La Parabole du jugement dernier – Matthieu 25,31-46

Jésus parlait à ses disciples de sa venue: « Quand le Fils de l’homme viendra dans sa gloire, et tous les anges avec lui, alors il siégera sur son trône de gloire. Toutes les nations seront rassemblées devant lui; il séparera les hommes les uns des autres, comme le berger sépare les brebis des boucs: il placera les brebis à sa droite, et les boucs à gauche.

Alors le Roi dira à ceux qui seront à sa droite: “Venez, les bénis de mon Père, recevez en héritage le Royaume préparé pour vous depuis la fondation du monde. Car j’avais faim, et vous m’avez donné à manger; j’avais soif, et vous m’avez donné à boire; j’étais un étranger, et vous m’avez accueilli; j’étais nu, et vous m’avez habillé ; j’étais malade, et vous m’avez visité ; j’étais en prison, et vous êtes venus jusqu’à moi !

Alors les justes lui répondront: “Seigneur, quand est-ce que nous t’avons vu…? tu avais donc faim, et nous t’avons nourri? tu avais soif, et nous t’avons donné à boire ? tu étais un étranger, et nous t’avons accueilli ? tu étais nu, et nous t’avons habillé ? tu étais malade ou en prison… Quand sommes-nous venus jusqu’à toi ?

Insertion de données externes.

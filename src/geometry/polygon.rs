use super::{Coordinate, Envelope, LinearRing};
use crate::math::polygon_2d::rotate_to_canonical_start;

/// A polygon: one shell and zero or more holes.
///
/// An empty shell denotes the empty polygon.
#[derive(Debug, Clone, PartialEq, Default)]
pub struct Polygon {
    exterior: LinearRing,
    interiors: Vec<LinearRing>,
}

impl Polygon {
    #[must_use]
    pub fn new(exterior: LinearRing, interiors: Vec<LinearRing>) -> Self {
        Self {
            exterior,
            interiors,
        }
    }

    /// Creates a hole-free polygon from `(x, y)` pairs of its shell.
    #[must_use]
    pub fn from_xy(shell: &[(f64, f64)]) -> Self {
        Self::new(LinearRing::from_xy(shell), Vec::new())
    }

    /// Creates an axis-aligned rectangle.
    #[must_use]
    pub fn rectangle(min_x: f64, min_y: f64, max_x: f64, max_y: f64) -> Self {
        Self::from_xy(&[
            (min_x, min_y),
            (max_x, min_y),
            (max_x, max_y),
            (min_x, max_y),
        ])
    }

    #[must_use]
    pub fn empty() -> Self {
        Self::default()
    }

    #[must_use]
    pub fn exterior(&self) -> &LinearRing {
        &self.exterior
    }

    #[must_use]
    pub fn interiors(&self) -> &[LinearRing] {
        &self.interiors
    }

    /// Shell followed by holes.
    pub fn rings(&self) -> impl Iterator<Item = &LinearRing> {
        std::iter::once(&self.exterior).chain(self.interiors.iter())
    }

    #[must_use]
    pub fn is_empty(&self) -> bool {
        self.exterior.is_empty()
    }

    #[must_use]
    pub fn area(&self) -> f64 {
        let holes: f64 = self.interiors.iter().map(|h| h.signed_area().abs()).sum();
        self.exterior.signed_area().abs() - holes
    }

    #[must_use]
    pub fn envelope(&self) -> Envelope {
        self.exterior.envelope()
    }

    /// Number of vertices over all rings.
    #[must_use]
    pub fn num_points(&self) -> usize {
        self.rings().map(|r| r.coords().len()).sum()
    }

    /// Canonical form: counter-clockwise shell, clockwise holes, every ring
    /// starting at its lowest vertex, holes sorted by that vertex.
    #[must_use]
    pub fn normalized(&self) -> Self {
        if self.is_empty() {
            return Self::empty();
        }
        let shell = normalize_ring(&self.exterior, true);
        let mut holes: Vec<LinearRing> = self
            .interiors
            .iter()
            .map(|h| normalize_ring(h, false))
            .collect();
        holes.sort_by(|a, b| first_coord(a).compare_2d(&first_coord(b)));
        Self::new(shell, holes)
    }
}

fn first_coord(ring: &LinearRing) -> Coordinate {
    ring.coords()
        .first()
        .copied()
        .unwrap_or_else(|| Coordinate::new(f64::NAN, f64::NAN))
}

fn normalize_ring(ring: &LinearRing, ccw: bool) -> LinearRing {
    let oriented = if ring.is_ccw() == ccw {
        ring.clone()
    } else {
        ring.reversed()
    };
    let coords = oriented.coords();
    if coords.len() < 2 {
        return oriented;
    }
    // Rotate on the planar positions, then map back to the original
    // coordinates so z/m survive.
    let points = oriented.points();
    let rotated = rotate_to_canonical_start(&points);
    let start = points
        .iter()
        .position(|p| *p == rotated[0])
        .unwrap_or(0);
    let open = &coords[..coords.len() - 1];
    let mut out = Vec::with_capacity(coords.len());
    out.extend_from_slice(&open[start..]);
    out.extend_from_slice(&open[..start]);
    LinearRing::new(out)
}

Et le Roi leur répondra: “Amen, je vous le dis: chaque fois que vous l’avez fait à l’un de ces plus petits de mes frères, c’est à moi que vous l’avez fait.”

Alors il dira à ceux qui seront à sa gauche: “Allez-vous-en loin de moi, vous les maudits, dans le feu éternel préparé pour le diable et ses anges. Car j’avais faim, et vous ne m’avez pas donné à manger; j’avais soif, et vous ne m’avez pas donné à boire; j’étais un étranger, et vous ne m’avez pas accueilli; j’étais nu, et vous ne m’avez pas habillé; j’étais malade et en prison, et vous ne m’avez pas visité.”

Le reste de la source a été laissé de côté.